- Exercise instructions: The expected output is a copy of every line in the records with the string "variables".

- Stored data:
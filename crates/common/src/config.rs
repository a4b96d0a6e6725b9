use std::path::PathBuf;
use std::str::FromStr;

use serde::Deserialize;

/// Global application configuration loaded from environment variables.
#[derive(Debug, Clone, Deserialize)]
pub struct AppConfig {
    /// PostgreSQL connection string
    pub database_url: String,

    /// Maximum number of PostgreSQL connections in the pool (default: 5)
    pub db_max_connections: u32,

    /// Redis connection string. When unset, escalation cooldowns live in Postgres.
    pub redis_url: Option<String>,

    /// Bind address for the health endpoint (e.g. `0.0.0.0:8088`). Disabled when unset.
    pub health_addr: Option<String>,

    /// Delay between dispatch runs in seconds (default: 300)
    pub poll_interval_sec: u64,

    /// File refreshed with a unix timestamp after every successful run
    pub heartbeat_file: PathBuf,

    /// Key for the Postgres advisory lock that guards a run
    pub advisory_lock_key: i64,

    pub dispatch: DispatchSettings,
    pub providers: ProviderConfig,
    pub operator: OperatorConfig,
}

/// Tunables for matching, claiming and delivery.
#[derive(Debug, Clone, Deserialize)]
pub struct DispatchSettings {
    /// Due deliveries per alert and per owner across a run
    pub max_per_user: usize,
    /// Attempts before a delivery is given up on
    pub max_attempts: i32,
    pub retry_base_sec: u64,
    pub retry_max_sec: u64,
    /// How far behind the cursor the matcher resumes, to absorb visibility lag
    pub cursor_overlap_sec: i64,
    /// Maximum deliveries rendered into one email
    pub max_items_per_email: usize,
    pub backlog_warn_count: i64,
    pub backlog_warn_age_sec: i64,
    /// Dedupe window for owners without a preferences row
    pub default_dedupe_window_sec: i64,
    /// Priority categories for owners without their own list (lowercased)
    pub default_priority_categories: Vec<String>,
    /// Product name used in subjects and digest headers
    pub brand_name: String,
}

impl DispatchSettings {
    /// Number of catalog rows fetched per alert and run.
    pub fn match_limit(&self) -> i64 {
        self.max_per_user.max(self.max_items_per_email) as i64
    }
}

impl Default for DispatchSettings {
    fn default() -> Self {
        Self {
            max_per_user: 25,
            max_attempts: 5,
            retry_base_sec: 60,
            retry_max_sec: 3600,
            cursor_overlap_sec: 86_400,
            max_items_per_email: 50,
            backlog_warn_count: 200,
            backlog_warn_age_sec: 3600,
            default_dedupe_window_sec: 21_600,
            default_priority_categories: Vec::new(),
            brand_name: "NewsWire".to_string(),
        }
    }
}

/// Credentials for the user-facing message providers.
#[derive(Debug, Clone, Default, Deserialize)]
pub struct ProviderConfig {
    /// Resend API key for email delivery
    pub resend_api_key: Option<String>,
    /// Email sender address
    pub email_from: String,
    /// Telegram bot token
    pub telegram_bot_token: Option<String>,
}

/// Where operator escalations go.
#[derive(Debug, Clone, Default, Deserialize)]
pub struct OperatorConfig {
    pub telegram_bot_token: Option<String>,
    pub telegram_chat_id: Option<String>,
    pub emails: Vec<String>,
    pub email_subject_prefix: String,
    pub giveup_cooldown_sec: u64,
    pub backlog_cooldown_sec: u64,
}

impl OperatorConfig {
    pub fn telegram_enabled(&self) -> bool {
        self.telegram_bot_token.is_some() && self.telegram_chat_id.is_some()
    }

    /// Escalation is a no-op unless at least one operator channel is configured.
    pub fn enabled(&self) -> bool {
        self.telegram_enabled() || !self.emails.is_empty()
    }
}

impl AppConfig {
    /// Load configuration from environment variables.
    pub fn from_env() -> anyhow::Result<Self> {
        dotenvy::dotenv().ok();
        Self::from_lookup(|name| std::env::var(name).ok())
    }

    /// Build the configuration from an arbitrary variable source.
    pub fn from_lookup<F>(lookup: F) -> anyhow::Result<Self>
    where
        F: Fn(&str) -> Option<String>,
    {
        let var = |name: &str| lookup(name).map(|v| v.trim().to_string()).filter(|v| !v.is_empty());

        let defaults = DispatchSettings::default();

        Ok(Self {
            database_url: var("DATABASE_URL")
                .ok_or_else(|| anyhow::anyhow!("DATABASE_URL environment variable is required"))?,
            db_max_connections: parse_or(var("DB_MAX_CONNECTIONS"), "DB_MAX_CONNECTIONS", 5)?,
            redis_url: var("REDIS_URL"),
            health_addr: var("HEALTH_ADDR"),
            poll_interval_sec: parse_or(
                var("ALERTS_POLL_INTERVAL_SEC"),
                "ALERTS_POLL_INTERVAL_SEC",
                300,
            )?,
            heartbeat_file: var("ALERTS_HEARTBEAT_FILE")
                .map(PathBuf::from)
                .unwrap_or_else(|| PathBuf::from("/var/lib/newswire/alerts_last_ok.txt")),
            advisory_lock_key: parse_or(
                var("ALERTS_ADVISORY_LOCK_KEY"),
                "ALERTS_ADVISORY_LOCK_KEY",
                743_829_113,
            )?,
            dispatch: DispatchSettings {
                max_per_user: parse_or(
                    var("ALERTS_MAX_PER_USER"),
                    "ALERTS_MAX_PER_USER",
                    defaults.max_per_user,
                )?,
                max_attempts: parse_or(
                    var("ALERTS_MAX_ATTEMPTS"),
                    "ALERTS_MAX_ATTEMPTS",
                    defaults.max_attempts,
                )?,
                retry_base_sec: parse_or(
                    var("ALERTS_RETRY_BASE_SEC"),
                    "ALERTS_RETRY_BASE_SEC",
                    defaults.retry_base_sec,
                )?,
                retry_max_sec: parse_or(
                    var("ALERTS_RETRY_MAX_SEC"),
                    "ALERTS_RETRY_MAX_SEC",
                    defaults.retry_max_sec,
                )?,
                cursor_overlap_sec: parse_or(
                    var("ALERTS_CURSOR_OVERLAP_SEC"),
                    "ALERTS_CURSOR_OVERLAP_SEC",
                    defaults.cursor_overlap_sec,
                )?,
                max_items_per_email: parse_or(
                    var("ALERTS_MAX_ITEMS_PER_EMAIL"),
                    "ALERTS_MAX_ITEMS_PER_EMAIL",
                    defaults.max_items_per_email,
                )?
                .max(1),
                backlog_warn_count: parse_or(
                    var("ALERTS_BACKLOG_WARN_COUNT"),
                    "ALERTS_BACKLOG_WARN_COUNT",
                    defaults.backlog_warn_count,
                )?,
                backlog_warn_age_sec: parse_or(
                    var("ALERTS_BACKLOG_WARN_AGE_SEC"),
                    "ALERTS_BACKLOG_WARN_AGE_SEC",
                    defaults.backlog_warn_age_sec,
                )?,
                default_dedupe_window_sec: parse_or(
                    var("ALERTS_DEDUPE_WINDOW_SEC"),
                    "ALERTS_DEDUPE_WINDOW_SEC",
                    defaults.default_dedupe_window_sec,
                )?,
                default_priority_categories: var("ALERTS_PRIORITY_CATEGORIES")
                    .map(|raw| {
                        split_list(&raw)
                            .into_iter()
                            .map(|c| c.to_lowercase())
                            .collect()
                    })
                    .unwrap_or_default(),
                brand_name: var("ALERTS_BRAND_NAME").unwrap_or(defaults.brand_name),
            },
            providers: ProviderConfig {
                resend_api_key: var("RESEND_API_KEY"),
                email_from: var("ALERTS_FROM_EMAIL")
                    .unwrap_or_else(|| "alerts@newswire.local".to_string()),
                telegram_bot_token: var("TELEGRAM_BOT_TOKEN"),
            },
            operator: OperatorConfig {
                telegram_bot_token: var("ALERTS_ADMIN_TELEGRAM_BOT_TOKEN"),
                telegram_chat_id: var("ALERTS_ADMIN_TELEGRAM_CHAT_ID"),
                emails: var("ALERTS_ADMIN_EMAILS")
                    .map(|raw| split_list(&raw))
                    .unwrap_or_default(),
                email_subject_prefix: var("ALERTS_ADMIN_EMAIL_SUBJECT_PREFIX").unwrap_or_default(),
                giveup_cooldown_sec: parse_or(
                    var("ALERTS_ADMIN_NOTIFY_GIVEUP_COOLDOWN_SEC"),
                    "ALERTS_ADMIN_NOTIFY_GIVEUP_COOLDOWN_SEC",
                    3600,
                )?,
                backlog_cooldown_sec: parse_or(
                    var("ALERTS_ADMIN_NOTIFY_BACKLOG_COOLDOWN_SEC"),
                    "ALERTS_ADMIN_NOTIFY_BACKLOG_COOLDOWN_SEC",
                    1800,
                )?,
            },
        })
    }
}

/// Split a comma-separated list, dropping blanks.
pub fn split_list(raw: &str) -> Vec<String> {
    raw.split(',')
        .map(str::trim)
        .filter(|s| !s.is_empty())
        .map(str::to_string)
        .collect()
}

fn parse_or<T: FromStr>(raw: Option<String>, name: &str, default: T) -> anyhow::Result<T> {
    match raw {
        Some(value) => value.parse().map_err(|_| {
            anyhow::anyhow!(
                "{} must be a valid {}",
                name,
                std::any::type_name::<T>()
            )
        }),
        None => Ok(default),
    }
}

- Output for this exercise:
/// Global application configuration loaded from environment variables.
    /// Load configuration from environment variables.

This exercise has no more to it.